WHAT THIS TASK INVOLVES - The reply should consist of the full listing, repeated word for word.

GIVEN DATA -
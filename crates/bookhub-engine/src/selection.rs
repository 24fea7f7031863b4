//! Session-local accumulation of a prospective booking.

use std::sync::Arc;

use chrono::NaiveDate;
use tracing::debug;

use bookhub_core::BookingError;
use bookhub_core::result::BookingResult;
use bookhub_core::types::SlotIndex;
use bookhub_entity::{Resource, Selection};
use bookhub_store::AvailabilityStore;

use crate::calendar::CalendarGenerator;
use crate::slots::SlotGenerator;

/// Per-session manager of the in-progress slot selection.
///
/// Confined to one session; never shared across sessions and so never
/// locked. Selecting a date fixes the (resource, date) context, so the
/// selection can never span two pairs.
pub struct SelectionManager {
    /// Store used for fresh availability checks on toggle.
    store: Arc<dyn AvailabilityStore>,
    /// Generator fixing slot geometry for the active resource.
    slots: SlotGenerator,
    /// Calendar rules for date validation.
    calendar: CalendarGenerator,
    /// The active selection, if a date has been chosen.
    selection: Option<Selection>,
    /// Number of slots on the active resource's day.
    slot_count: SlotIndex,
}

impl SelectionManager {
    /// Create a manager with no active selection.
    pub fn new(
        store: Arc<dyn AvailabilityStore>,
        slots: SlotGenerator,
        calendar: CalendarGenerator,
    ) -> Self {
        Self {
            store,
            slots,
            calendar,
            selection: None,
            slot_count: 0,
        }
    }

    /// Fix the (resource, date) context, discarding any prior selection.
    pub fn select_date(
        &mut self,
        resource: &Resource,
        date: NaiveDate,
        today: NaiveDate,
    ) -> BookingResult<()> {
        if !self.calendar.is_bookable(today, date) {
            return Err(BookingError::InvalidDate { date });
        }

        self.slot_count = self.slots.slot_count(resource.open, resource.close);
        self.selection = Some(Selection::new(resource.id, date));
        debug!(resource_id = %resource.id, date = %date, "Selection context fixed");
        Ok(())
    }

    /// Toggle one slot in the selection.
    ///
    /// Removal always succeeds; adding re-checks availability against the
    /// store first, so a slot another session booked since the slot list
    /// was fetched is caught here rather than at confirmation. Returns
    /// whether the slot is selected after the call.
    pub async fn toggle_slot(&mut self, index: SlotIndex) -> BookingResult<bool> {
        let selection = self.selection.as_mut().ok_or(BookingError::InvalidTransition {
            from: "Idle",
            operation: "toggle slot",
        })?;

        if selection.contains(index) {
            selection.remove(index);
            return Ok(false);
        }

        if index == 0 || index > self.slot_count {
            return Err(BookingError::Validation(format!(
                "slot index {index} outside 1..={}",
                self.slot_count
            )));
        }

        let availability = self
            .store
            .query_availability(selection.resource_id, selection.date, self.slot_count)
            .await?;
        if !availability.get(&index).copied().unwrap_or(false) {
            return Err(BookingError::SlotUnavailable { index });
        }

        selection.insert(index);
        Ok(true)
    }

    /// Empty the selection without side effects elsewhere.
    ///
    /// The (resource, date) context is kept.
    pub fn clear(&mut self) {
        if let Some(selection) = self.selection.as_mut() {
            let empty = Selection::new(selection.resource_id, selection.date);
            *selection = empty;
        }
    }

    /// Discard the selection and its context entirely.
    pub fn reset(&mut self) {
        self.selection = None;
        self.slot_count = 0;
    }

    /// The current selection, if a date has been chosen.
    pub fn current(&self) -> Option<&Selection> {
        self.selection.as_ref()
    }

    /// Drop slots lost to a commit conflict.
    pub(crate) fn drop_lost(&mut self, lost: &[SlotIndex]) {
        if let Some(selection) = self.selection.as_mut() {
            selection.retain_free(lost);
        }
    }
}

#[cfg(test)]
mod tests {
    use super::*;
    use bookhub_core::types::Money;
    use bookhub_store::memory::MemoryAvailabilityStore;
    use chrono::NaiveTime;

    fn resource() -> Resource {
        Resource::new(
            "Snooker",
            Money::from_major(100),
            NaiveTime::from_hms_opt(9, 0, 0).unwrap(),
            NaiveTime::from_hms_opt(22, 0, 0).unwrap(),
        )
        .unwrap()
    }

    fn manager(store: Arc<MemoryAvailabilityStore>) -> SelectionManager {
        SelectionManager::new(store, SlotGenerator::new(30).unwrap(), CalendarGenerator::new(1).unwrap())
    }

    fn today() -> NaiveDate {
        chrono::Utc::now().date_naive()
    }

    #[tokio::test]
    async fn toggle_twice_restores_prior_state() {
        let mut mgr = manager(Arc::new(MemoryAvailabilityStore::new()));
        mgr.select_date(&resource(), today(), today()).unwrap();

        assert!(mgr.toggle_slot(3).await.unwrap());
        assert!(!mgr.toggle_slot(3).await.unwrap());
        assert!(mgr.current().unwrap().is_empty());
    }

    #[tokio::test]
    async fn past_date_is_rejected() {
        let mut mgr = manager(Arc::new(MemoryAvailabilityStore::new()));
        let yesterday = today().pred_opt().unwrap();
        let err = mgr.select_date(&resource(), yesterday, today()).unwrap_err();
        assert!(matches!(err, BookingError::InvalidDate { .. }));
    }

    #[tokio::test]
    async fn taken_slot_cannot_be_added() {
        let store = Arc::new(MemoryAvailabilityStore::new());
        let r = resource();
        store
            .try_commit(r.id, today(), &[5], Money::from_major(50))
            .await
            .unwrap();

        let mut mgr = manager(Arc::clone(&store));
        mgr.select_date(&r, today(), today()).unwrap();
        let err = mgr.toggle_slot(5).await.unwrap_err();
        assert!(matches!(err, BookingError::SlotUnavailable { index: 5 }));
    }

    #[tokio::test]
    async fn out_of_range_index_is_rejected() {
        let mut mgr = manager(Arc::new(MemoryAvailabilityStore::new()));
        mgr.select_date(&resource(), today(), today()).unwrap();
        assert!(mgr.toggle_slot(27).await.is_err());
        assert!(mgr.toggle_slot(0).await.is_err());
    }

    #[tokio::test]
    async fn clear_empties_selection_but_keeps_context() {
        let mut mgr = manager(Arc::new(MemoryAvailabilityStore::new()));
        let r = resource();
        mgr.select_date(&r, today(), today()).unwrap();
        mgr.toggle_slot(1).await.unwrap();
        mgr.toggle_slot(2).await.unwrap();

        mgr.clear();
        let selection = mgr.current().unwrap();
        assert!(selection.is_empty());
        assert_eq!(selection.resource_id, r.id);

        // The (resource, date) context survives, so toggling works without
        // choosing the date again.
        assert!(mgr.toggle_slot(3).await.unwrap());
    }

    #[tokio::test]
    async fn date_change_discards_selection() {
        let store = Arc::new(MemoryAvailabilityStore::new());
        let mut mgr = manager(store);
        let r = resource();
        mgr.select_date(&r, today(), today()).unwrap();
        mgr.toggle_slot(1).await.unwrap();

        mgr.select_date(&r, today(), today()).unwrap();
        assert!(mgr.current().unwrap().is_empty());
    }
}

YOUR SOLUTION -
filename crates/bookhub-engine/src/selection.rs
repository 24fea7f7031863b4
//! Session-local accumulation of a prospective booking.

use std::sync::Arc;

use chrono::NaiveDate;
use tracing::debug;

use bookhub_core::BookingError;
use bookhub_core::result::BookingResult;
use bookhub_core::types::SlotIndex;
use bookhub_entity::{Resource, Selection};
use bookhub_store::AvailabilityStore;

use crate::calendar::CalendarGenerator;
use crate::slots::SlotGenerator;

/// Per-session manager of the in-progress slot selection.
///
/// Confined to one session; never shared across sessions and so never
/// locked. Selecting a date fixes the (resource, date) context, so the
/// selection can never span two pairs.
pub struct SelectionManager {
    /// Store used for fresh availability checks on toggle.
    store: Arc<dyn AvailabilityStore>,
    /// Generator fixing slot geometry for the active resource.
    slots: SlotGenerator,
    /// Calendar rules for date validation.
    calendar: CalendarGenerator,
    /// The active selection, if a date has been chosen.
    selection: Option<Selection>,
    /// Number of slots on the active resource's day.
    slot_count: SlotIndex,
}

impl SelectionManager {
    /// Create a manager with no active selection.
    pub fn new(
        store: Arc<dyn AvailabilityStore>,
        slots: SlotGenerator,
        calendar: CalendarGenerator,
    ) -> Self {
        Self {
            store,
            slots,
            calendar,
            selection: None,
            slot_count: 0,
        }
    }

    /// Fix the (resource, date) context, discarding any prior selection.
    pub fn select_date(
        &mut self,
        resource: &Resource,
        date: NaiveDate,
        today: NaiveDate,
    ) -> BookingResult<()> {
        if !self.calendar.is_bookable(today, date) {
            return Err(BookingError::InvalidDate { date });
        }

        self.slot_count = self.slots.slot_count(resource.open, resource.close);
        self.selection = Some(Selection::new(resource.id, date));
        debug!(resource_id = %resource.id, date = %date, "Selection context fixed");
        Ok(())
    }

    /// Toggle one slot in the selection.
    ///
    /// Removal always succeeds; adding re-checks availability against the
    /// store first, so a slot another session booked since the slot list
    /// was fetched is caught here rather than at confirmation. Returns
    /// whether the slot is selected after the call.
    pub async fn toggle_slot(&mut self, index: SlotIndex) -> BookingResult<bool> {
        let selection = self.selection.as_mut().ok_or(BookingError::InvalidTransition {
            from: "Idle",
            operation: "toggle slot",
        })?;

        if selection.contains(index) {
            selection.remove(index);
            return Ok(false);
        }

        if index == 0 || index > self.slot_count {
            return Err(BookingError::Validation(format!(
                "slot index {index} outside 1..={}",
                self.slot_count
            )));
        }

        let availability = self
            .store
            .query_availability(selection.resource_id, selection.date, self.slot_count)
            .await?;
        if !availability.get(&index).copied().unwrap_or(false) {
            return Err(BookingError::SlotUnavailable { index });
        }

        selection.insert(index);
        Ok(true)
    }

    /// Empty the selection without side effects elsewhere.
    ///
    /// The (resource, date) context is kept.
    pub fn clear(&mut self) {
        if let Some(selection) = self.selection.as_mut() {
            let empty = Selection::new(selection.resource_id, selection.date);
            *selection = empty;
        }
    }

    /// Discard the selection and its context entirely.
    pub fn reset(&mut self) {
        self.selection = None;
        self.slot_count = 0;
    }

    /// The current selection, if a date has been chosen.
    pub fn current(&self) -> Option<&Selection> {
        self.selection.as_ref()
    }

    /// Drop slots lost to a commit conflict.
    pub(crate) fn drop_lost(&mut self, lost: &[SlotIndex]) {
        if let Some(selection) = self.selection.as_mut() {
            selection.retain_free(lost);
        }
    }
}

#[cfg(test)]
mod tests {
    use super::*;
    use bookhub_core::types::Money;
    use bookhub_store::memory::MemoryAvailabilityStore;
    use chrono::NaiveTime;

    fn resource() -> Resource {
        Resource::new(
            "Snooker",
            Money::from_major(100),
            NaiveTime::from_hms_opt(9, 0, 0).unwrap(),
            NaiveTime::from_hms_opt(22, 0, 0).unwrap(),
        )
        .unwrap()
    }

    fn manager(store: Arc<MemoryAvailabilityStore>) -> SelectionManager {
        SelectionManager::new(store, SlotGenerator::new(30).unwrap(), CalendarGenerator::new(1).unwrap())
    }

    fn today() -> NaiveDate {
        chrono::Utc::now().date_naive()
    }

    #[tokio::test]
    async fn toggle_twice_restores_prior_state() {
        let mut mgr = manager(Arc::new(MemoryAvailabilityStore::new()));
        mgr.select_date(&resource(), today(), today()).unwrap();

        assert!(mgr.toggle_slot(3).await.unwrap());
        assert!(!mgr.toggle_slot(3).await.unwrap());
        assert!(mgr.current().unwrap().is_empty());
    }

    #[tokio::test]
    async fn past_date_is_rejected() {
        let mut mgr = manager(Arc::new(MemoryAvailabilityStore::new()));
        let yesterday = today().pred_opt().unwrap();
        let err = mgr.select_date(&resource(), yesterday, today()).unwrap_err();
        assert!(matches!(err, BookingError::InvalidDate { .. }));
    }

    #[tokio::test]
    async fn taken_slot_cannot_be_added() {
        let store = Arc::new(MemoryAvailabilityStore::new());
        let r = resource();
        store
            .try_commit(r.id, today(), &[5], Money::from_major(50))
            .await
            .unwrap();

        let mut mgr = manager(Arc::clone(&store));
        mgr.select_date(&r, today(), today()).unwrap();
        let err = mgr.toggle_slot(5).await.unwrap_err();
        assert!(matches!(err, BookingError::SlotUnavailable { index: 5 }));
    }

    #[tokio::test]
    async fn out_of_range_index_is_rejected() {
        let mut mgr = manager(Arc::new(MemoryAvailabilityStore::new()));
        mgr.select_date(&resource(), today(), today()).unwrap();
        assert!(mgr.toggle_slot(27).await.is_err());
        assert!(mgr.toggle_slot(0).await.is_err());
    }

    #[tokio::test]
    async fn clear_empties_selection_but_keeps_context() {
        let mut mgr = manager(Arc::new(MemoryAvailabilityStore::new()));
        let r = resource();
        mgr.select_date(&r, today(), today()).unwrap();
        mgr.toggle_slot(1).await.unwrap();
        mgr.toggle_slot(2).await.unwrap();

        mgr.clear();
        let selection = mgr.current().unwrap();
        assert!(selection.is_empty());
        assert_eq!(selection.resource_id, r.id);

        // The (resource, date) context survives, so toggling works without
        // choosing the date again.
        assert!(mgr.toggle_slot(3).await.unwrap());
    }

    #[tokio::test]
    async fn date_change_discards_selection() {
        let store = Arc::new(MemoryAvailabilityStore::new());
        let mut mgr = manager(store);
        let r = resource();
        mgr.select_date(&r, today(), today()).unwrap();
        mgr.toggle_slot(1).await.unwrap();

        mgr.select_date(&r, today(), today()).unwrap();
        assert!(mgr.current().unwrap().is_empty());
    }
}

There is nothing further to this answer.